In the 1980s Rudd made works where male and female torsos appear to be emerging from columns, which 'allude to the sculptural tradition of carving from a block'. His 2015 survey exhibition Rick Rudd: Beyond True to Form included numerous figurative pieces such as the group Second Childhood made up of objects that call back to childhood: a teapot shaped like a wheeled elephant toy, a monkey puppet, a comic policeman with a truncheon and a ventriloquist's doll. Pieces such as these, or Lucky! Teapot (2011), showing a leaping cat squashed by a falling brick, draw on the English tradition of novelty collectable teapots.

==Ceramics museum==
In 2014 Rudd purchased a 1970s apartment building in central Whanganui with the intent of transforming the building into a ceramics museum displaying his own work and the work of other New Zealand ceramic artists he has collected over the years.
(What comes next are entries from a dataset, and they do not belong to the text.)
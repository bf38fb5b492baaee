use crate::ast::OperationType;
use crate::introspection;
use crate::schema::Schema;
use crate::schema::TypeValidationError;
use crate::types::DirectiveDefinition;
use crate::types::GraphQLType;
use crate::types::GraphQLTypeKind;
use crate::types::InputObjectTypeValidator;
use crate::types::ObjectOrInterfaceTypeValidator;
use crate::types::ObjectType;
use crate::types::TypeAnnotation;
use crate::types::TypeBuildError;
use crate::types::UnionTypeValidator;
use crate::types::built_in_scalars;
use indexmap::IndexMap;
use std::collections::HashMap;
use std::sync::Arc;

type Result<T> = std::result::Result<T, SchemaBuildError>;

/// Assembles and validates a [`Schema`].
///
/// Types reference each other by name, so every named type a schema uses
/// must be handed to the builder: the root types through
/// [`SchemaBuilder::query`] and friends, everything else through
/// [`SchemaBuilder::add_type`]. The built-in scalars and the introspection
/// types are added automatically.
#[derive(Debug, Default)]
pub struct SchemaBuilder {
    description: Option<String>,
    query_type: Option<Arc<ObjectType>>,
    mutation_type: Option<Arc<ObjectType>>,
    subscription_type: Option<Arc<ObjectType>>,
    types: Vec<GraphQLType>,
    directives: Vec<DirectiveDefinition>,
}
impl SchemaBuilder {
    pub fn new() -> Self {
        Self::default()
    }

    pub fn description(mut self, description: impl Into<String>) -> Self {
        self.description = Some(description.into());
        self
    }

    pub fn query(mut self, query_type: impl Into<Arc<ObjectType>>) -> Self {
        self.query_type = Some(query_type.into());
        self
    }

    pub fn mutation(mut self, mutation_type: impl Into<Arc<ObjectType>>) -> Self {
        self.mutation_type = Some(mutation_type.into());
        self
    }

    pub fn subscription(mut self, subscription_type: impl Into<Arc<ObjectType>>) -> Self {
        self.subscription_type = Some(subscription_type.into());
        self
    }

    /// Adds a named type. A type named after a built-in scalar replaces
    /// that scalar.
    pub fn add_type(mut self, type_: impl Into<GraphQLType>) -> Self {
        self.types.push(type_.into());
        self
    }

    pub fn add_types<T: Into<GraphQLType>>(mut self, types: impl IntoIterator<Item = T>) -> Self {
        self.types.extend(types.into_iter().map(Into::into));
        self
    }

    /// Adds a custom directive. `@skip`, `@include`, `@deprecated` and
    /// `@specifiedBy` are always present.
    pub fn add_directive(mut self, directive: DirectiveDefinition) -> Self {
        self.directives.push(directive);
        self
    }

    pub fn build(self) -> Result<Schema> {
        let query_type = self.query_type.ok_or(SchemaBuildError::NoQueryOperationTypeDefined)?;
        check_unique_root_types(
            &query_type,
            self.mutation_type.as_ref(),
            self.subscription_type.as_ref(),
        )?;

        let mut types = IndexMap::<String, GraphQLType>::new();
        let roots = [Some(&query_type), self.mutation_type.as_ref(), self.subscription_type.as_ref()];
        for root_type in roots.into_iter().flatten() {
            insert_user_type(&mut types, GraphQLType::Object(Arc::clone(root_type)))?;
        }
        for type_ in self.types {
            insert_user_type(&mut types, type_)?;
        }
        for type_ in introspection::introspection_types()? {
            types.insert(type_.name().to_string(), type_);
        }

        let directives = build_directives(self.directives)?;

        // Forces every field thunk, so that executions never do.
        for type_ in types.values() {
            match type_ {
                GraphQLType::Object(t) => {
                    t.fields();
                },
                GraphQLType::Interface(t) => {
                    t.fields();
                },
                GraphQLType::InputObject(t) => {
                    t.fields();
                },
                _ => (),
            }
        }

        add_referenced_built_in_scalars(&mut types, &directives);

        let mut errors = vec![];
        for type_ in types.values() {
            errors.append(&mut match type_ {
                GraphQLType::Object(t) => {
                    ObjectOrInterfaceTypeValidator::new(GraphQLTypeKind::Object, &t.data, &types)
                        .validate()
                },
                GraphQLType::Interface(t) => {
                    ObjectOrInterfaceTypeValidator::new(GraphQLTypeKind::Interface, &t.data, &types)
                        .validate()
                },
                GraphQLType::Union(t) => UnionTypeValidator::new(t, &types).validate(),
                GraphQLType::InputObject(t) => InputObjectTypeValidator::new(t, &types).validate(),
                GraphQLType::Enum(_) | GraphQLType::Scalar(_) => vec![],
            });
        }
        errors.append(&mut validate_directive_arguments(&directives, &types));

        let possible_types = collect_possible_types(&types);
        errors.append(&mut validate_abstract_type_resolution(&types, &possible_types));

        if !errors.is_empty() {
            return Err(SchemaBuildError::TypeValidationErrors { errors });
        }

        log::debug!(
            "built schema with {} types and {} directives (query: `{}`, mutation: {:?}, subscription: {:?})",
            types.len(),
            directives.len(),
            query_type.name(),
            self.mutation_type.as_ref().map(|t| t.name()),
            self.subscription_type.as_ref().map(|t| t.name()),
        );

        Ok(Schema {
            description: self.description,
            query_type,
            mutation_type: self.mutation_type,
            subscription_type: self.subscription_type,
            types,
            directives,
            possible_types,
            meta_fields: introspection::meta_fields(),
        })
    }
}

fn check_unique_root_types(
    query_type: &Arc<ObjectType>,
    mutation_type: Option<&Arc<ObjectType>>,
    subscription_type: Option<&Arc<ObjectType>>,
) -> Result<()> {
    let roots = [
        (OperationType::Query, Some(query_type)),
        (OperationType::Mutation, mutation_type),
        (OperationType::Subscription, subscription_type),
    ];
    for (i, (operation1, type1)) in roots.iter().enumerate() {
        let Some(type1) = type1 else { continue };
        for (operation2, type2) in &roots[i + 1..] {
            if let Some(type2) = type2
                && type1.name() == type2.name()
            {
                return Err(SchemaBuildError::NonUniqueOperationTypes {
                    reused_type_name: type1.name().to_string(),
                    operation1: *operation1,
                    operation2: *operation2,
                });
            }
        }
    }
    Ok(())
}

fn insert_user_type(types: &mut IndexMap<String, GraphQLType>, type_: GraphQLType) -> Result<()> {
    let type_name = type_.name().to_string();
    if type_name.starts_with("__") {
        return Err(SchemaBuildError::InvalidDunderPrefixedTypeName { type_name });
    }
    match types.get(&type_name) {
        // The same definition handed over twice (e.g. as a root and as an
        // extra type) is fine.
        Some(existing) if existing == &type_ => Ok(()),
        Some(_) => Err(SchemaBuildError::DuplicateTypeDefinition { type_name }),
        None => {
            types.insert(type_name, type_);
            Ok(())
        },
    }
}

fn build_directives(
    custom_directives: Vec<DirectiveDefinition>,
) -> Result<IndexMap<String, Arc<DirectiveDefinition>>> {
    let mut directives = IndexMap::new();
    for directive in [
        DirectiveDefinition::include(),
        DirectiveDefinition::skip(),
        DirectiveDefinition::deprecated(),
        DirectiveDefinition::specified_by(),
    ] {
        directives.insert(directive.name().to_string(), Arc::new(directive));
    }
    for directive in custom_directives {
        let directive_name = directive.name().to_string();
        if directive.is_built_in() {
            return Err(SchemaBuildError::RedefinitionOfBuiltinDirective { directive_name });
        }
        if directive_name.starts_with("__") {
            return Err(SchemaBuildError::InvalidDunderPrefixedDirectiveName { directive_name });
        }
        if directives.contains_key(&directive_name) {
            return Err(SchemaBuildError::DuplicateDirectiveDefinition { directive_name });
        }
        directives.insert(directive_name, Arc::new(directive));
    }
    Ok(directives)
}

/// Every type name mentioned by a field, argument, input field or
/// directive argument.
fn referenced_type_names<'a>(
    types: &'a IndexMap<String, GraphQLType>,
    directives: &'a IndexMap<String, Arc<DirectiveDefinition>>,
) -> Vec<&'a str> {
    let mut names = vec![];
    let mut push = |annot: &'a TypeAnnotation| names.push(annot.innermost_type_name());
    for type_ in types.values() {
        match type_ {
            GraphQLType::Object(_) | GraphQLType::Interface(_) => {
                for field in type_.fields().into_iter().flat_map(|fields| fields.values()) {
                    push(field.type_annotation());
                    for argument in field.arguments().values() {
                        push(argument.type_annotation());
                    }
                }
            },
            GraphQLType::InputObject(t) => {
                for field in t.fields().values() {
                    push(field.type_annotation());
                }
            },
            _ => (),
        }
    }
    for directive in directives.values() {
        for argument in directive.arguments().values() {
            push(argument.type_annotation());
        }
    }
    names
}

fn add_referenced_built_in_scalars(
    types: &mut IndexMap<String, GraphQLType>,
    directives: &IndexMap<String, Arc<DirectiveDefinition>>,
) {
    let missing = referenced_type_names(types, directives)
        .into_iter()
        .filter(|name| !types.contains_key(*name))
        .filter_map(built_in_scalars::built_in_scalar)
        .collect::<Vec<_>>();
    for scalar in missing {
        if !types.contains_key(scalar.name()) {
            types.insert(scalar.name().to_string(), scalar.into());
        }
    }
}

fn validate_directive_arguments(
    directives: &IndexMap<String, Arc<DirectiveDefinition>>,
    types: &IndexMap<String, GraphQLType>,
) -> Vec<TypeValidationError> {
    let mut errors = vec![];
    for directive in directives.values() {
        for (argument_name, argument) in directive.arguments() {
            let type_name = argument.type_annotation().innermost_type_name();
            match types.get(type_name) {
                Some(type_) if !type_.is_input_type() => {
                    errors.push(TypeValidationError::InvalidParameterWithOutputOnlyType {
                        parameter_name: argument_name.to_string(),
                        outputonly_type_name: type_name.to_string(),
                    });
                },
                Some(_) => (),
                None => errors.push(TypeValidationError::UndefinedTypeName {
                    undefined_type_name: type_name.to_string(),
                }),
            }
        }
    }
    errors
}

/// Maps each interface to the object types implementing it and each union
/// to its object members, in type-definition order.
fn collect_possible_types(
    types: &IndexMap<String, GraphQLType>,
) -> HashMap<String, Vec<Arc<ObjectType>>> {
    let mut possible_types = HashMap::<String, Vec<Arc<ObjectType>>>::new();
    for type_ in types.values() {
        match type_ {
            GraphQLType::Interface(iface) => {
                let implementations = types
                    .values()
                    .filter_map(GraphQLType::as_object)
                    .filter(|object_type| object_type.implements(iface.name()))
                    .cloned()
                    .collect();
                possible_types.insert(iface.name().to_string(), implementations);
            },
            GraphQLType::Union(union_type) => {
                let members = union_type
                    .member_names()
                    .into_iter()
                    .filter_map(|name| types.get(name).and_then(GraphQLType::as_object))
                    .cloned()
                    .collect();
                possible_types.insert(union_type.name().to_string(), members);
            },
            _ => (),
        }
    }
    possible_types
}

/// An abstract type without `resolve_type` can only be resolved if each
/// of its possible types provides `is_type_of`.
fn validate_abstract_type_resolution(
    types: &IndexMap<String, GraphQLType>,
    possible_types: &HashMap<String, Vec<Arc<ObjectType>>>,
) -> Vec<TypeValidationError> {
    let mut errors = vec![];
    for type_ in types.values() {
        let (has_resolve_type, is_union) = match type_ {
            GraphQLType::Interface(t) => (t.has_resolve_type(), false),
            GraphQLType::Union(t) => (t.has_resolve_type(), true),
            _ => continue,
        };
        if has_resolve_type {
            continue;
        }
        for object_type in possible_types.get(type_.name()).into_iter().flatten() {
            if !object_type.has_is_type_of() {
                errors.push(TypeValidationError::AbstractTypeNotResolvable {
                    abstract_type_name: type_.name().to_string(),
                    is_union,
                    object_type_name: object_type.name().to_string(),
                });
            }
        }
    }
    errors
}

#[derive(Clone, Debug, PartialEq, thiserror::Error)]
pub enum SchemaBuildError {
    #[error("Multiple directives named `@{directive_name}` were defined")]
    DuplicateDirectiveDefinition {
        directive_name: String,
    },

    #[error("Multiple GraphQL types named `{type_name}` were defined")]
    DuplicateTypeDefinition {
        type_name: String,
    },

    #[error("Custom directive names must not start with `__`: `@{directive_name}`")]
    InvalidDunderPrefixedDirectiveName {
        directive_name: String,
    },

    #[error("Type names must not start with `__`: `{type_name}`")]
    InvalidDunderPrefixedTypeName {
        type_name: String,
    },

    #[error("Attempted to build a schema that has no Query operation type defined")]
    NoQueryOperationTypeDefined,

    #[error(
        "The {operation1} and {operation2} root operations are defined with \
        the same GraphQL type (`{reused_type_name}`), but this is not allowed \
        in GraphQL. All root operations must be defined with different types."
    )]
    NonUniqueOperationTypes {
        reused_type_name: String,
        operation1: OperationType,
        operation2: OperationType,
    },

    #[error("Attempted to redefine the built-in `@{directive_name}` directive")]
    RedefinitionOfBuiltinDirective {
        directive_name: String,
    },

    #[error(transparent)]
    TypeBuildError(#[from] TypeBuildError),

    #[error(
        "Encountered the following type-validation errors while building the \
        schema:\n\n{}",
        errors.iter()
            .map(|s| format!("  * {s}"))
            .collect::<Vec<_>>()
            .join("\n"),
    )]
    TypeValidationErrors {
        errors: Vec<TypeValidationError>,
    },
}
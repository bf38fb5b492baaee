use crate::GraphQLError;
use crate::validation::ValidationContext;
use crate::validation::ValidationRule;

/// An anonymous operation must be the only operation in its document.
///
/// https://spec.graphql.org/October2021/#sec-Lone-Anonymous-Operation
#[derive(Clone, Copy, Debug, Default)]
pub struct LoneAnonymousOperation;
impl ValidationRule for LoneAnonymousOperation {
    fn name(&self) -> &'static str {
        "LoneAnonymousOperation"
    }

    fn validate(&self, ctx: &ValidationContext<'_>) -> Vec<GraphQLError> {
        let operation_count = ctx.document.operations().count();
        if operation_count <= 1 {
            return vec![];
        }
        ctx.document
            .operations()
            .filter(|operation| operation.name.is_none())
            .map(|operation| {
                GraphQLError::new("This anonymous operation must be the only defined operation.")
                    .at([&operation.loc])
            })
            .collect()
    }
}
==Honours, awards and collections==
In the 2020 Queen's Birthday Honours, Rudd was appointed a Member of the New Zealand Order of Merit, for services to ceramic art.

Rudd has won numerous awards for his ceramics, including:

- Fletcher Brownbuilt Pottery Award (winner 1978, 1980; merit award 1982, 1983)
- Norsewear Art Award (pottery award winner, 1995; merit award 2000)
- New Zealand Society of Potters National Exhibition (merit award 1994, 2001; functional excellence award 2009)
- Whanganui Arts Review (merit award, 1995, 1998; joint winner 2001)
- WaiClay National Ceramic Award (merit award, 2004)
- Portage Ceramic Awards (People's Choice award, 2012)

His works are held in the collections of the Auckland Museum, Waikato Museum, The Dowse Art Museum, Te Manawa, Christchurch Art Gallery, Southland Museum and Art Gallery, MTG Hawke's Bay, Sarjeant Gallery, and Otago Museum.